А наверху между тем послышалась возня, и в следующую секунду раздался душераздирающий крик. Какое-то время Иеремия стоял как вкопанный. Вдруг в дверях дома показался мужчина, которого преследовала группа разъяренных людей. Беглецу не удалось далеко убежать — уже в следующее мгновение его настигли, повалили наземь и принялись молотить кулаками и ногами.
— Ах ты, тварь эдакая! Дома поджигать надумал! Хватайте эту скотину и тащите вон туда! Ничего, мразь, сейчас мы тебя вздернем!
Гнев этих людей был понятен и объясним. Но противопоставить ему было нечего — толпа полностью утратила контроль над собой. И все же Иеремия, протолкнувшись к жертве, попытался образумить людей, оттащить их от жертвы, безмолвно и неподвижно лежавшей на камне мостовой.
— Прекратите, слышите! Господа Бога ради, отпустите его! — вопил иезуит.
Ему каким-то чудом удалось отбить несчастного. Иеремия попытался было поднять его, но тут к ним подскочил один из наиболее рьяных мародеров и нанес незнакомцу еще несколько ударов. Когда его наконец оставили в покое, Иеремия, опустившись на колени, попытался перевернуть пострадавшего на спину. Лицо человека представляло собой кровавое месиво, несколько зубов было выбито. Толпа тем временем, утратив интерес к своей жертве, всецело была поглощена разграблением его жилища.
— Вы меня слышите? — негромко произнес пастор, обращаясь к избитому мужчине.
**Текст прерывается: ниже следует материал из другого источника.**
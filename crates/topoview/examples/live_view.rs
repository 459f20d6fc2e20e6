//! Topoview live view
//!
//! Connects to a topology source and logs every batch the view would draw.
//! An optional argument names a TOML config file.
//!
//! Run with: cargo run -p topoview --example live_view -- topoview.toml
//! Logs are filtered with RUST_LOG, e.g. RUST_LOG=topoview=debug,topoview_net=debug

use std::sync::Arc;

use topoview::{EdgeMutation, NodeMutation, Renderer, Session, SessionConfig};
use tracing_subscriber::EnvFilter;

/// A renderer that only logs what it receives.
struct LogRenderer;

impl Renderer for LogRenderer {
    fn add_or_update_nodes(&self, nodes: Vec<NodeMutation>) {
        for node in &nodes {
            tracing::info!(
                target: "live_view",
                id = %node.id,
                label = node.label.as_deref().unwrap_or(""),
                image = node.image.as_deref().unwrap_or(""),
                "node"
            );
        }
    }

    fn add_or_update_edges(&self, edges: Vec<EdgeMutation>) {
        for edge in &edges {
            tracing::info!(
                target: "live_view",
                id = %edge.id,
                from = ?edge.from,
                to = ?edge.to,
                label = edge.label.as_deref().unwrap_or(""),
                "edge"
            );
        }
    }

    fn fit_view(&self) {
        tracing::info!(target: "live_view", "fit view");
    }
}

#[tokio::main]
async fn main() -> Result<(), Box<dyn std::error::Error>> {
    tracing_subscriber::fmt()
        .with_env_filter(
            EnvFilter::try_from_default_env().unwrap_or_else(|_| EnvFilter::new("info")),
        )
        .init();

    let config = match std::env::args().nth(1) {
        Some(path) => SessionConfig::from_file(path)?,
        None => SessionConfig::default(),
    };
    tracing::info!(target: "live_view", url = %config.url, "starting");

    let mut session = Session::new(config, Arc::new(LogRenderer))?;
    let stats = session
        .run(async {
            let _ = tokio::signal::ctrl_c().await;
        })
        .await?;

    println!("{stats:#?}");
    Ok(())
}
Сначала тот никак не реагировал, но потом с отчаянием в глазах посмотрел на Иеремию.
— Да, плохи мои дела! — по-французски пробормотал он. — Я же… ни в чем… не виноват… Что я им… сделал?
Пастор, видя, что несчастный чужестранец при смерти, поторопился с объяснениями.
— Я пастор, друг мой, — тоже по-французски ответил он. — Ответьте мне, вы раскаиваетесь в своих грехах?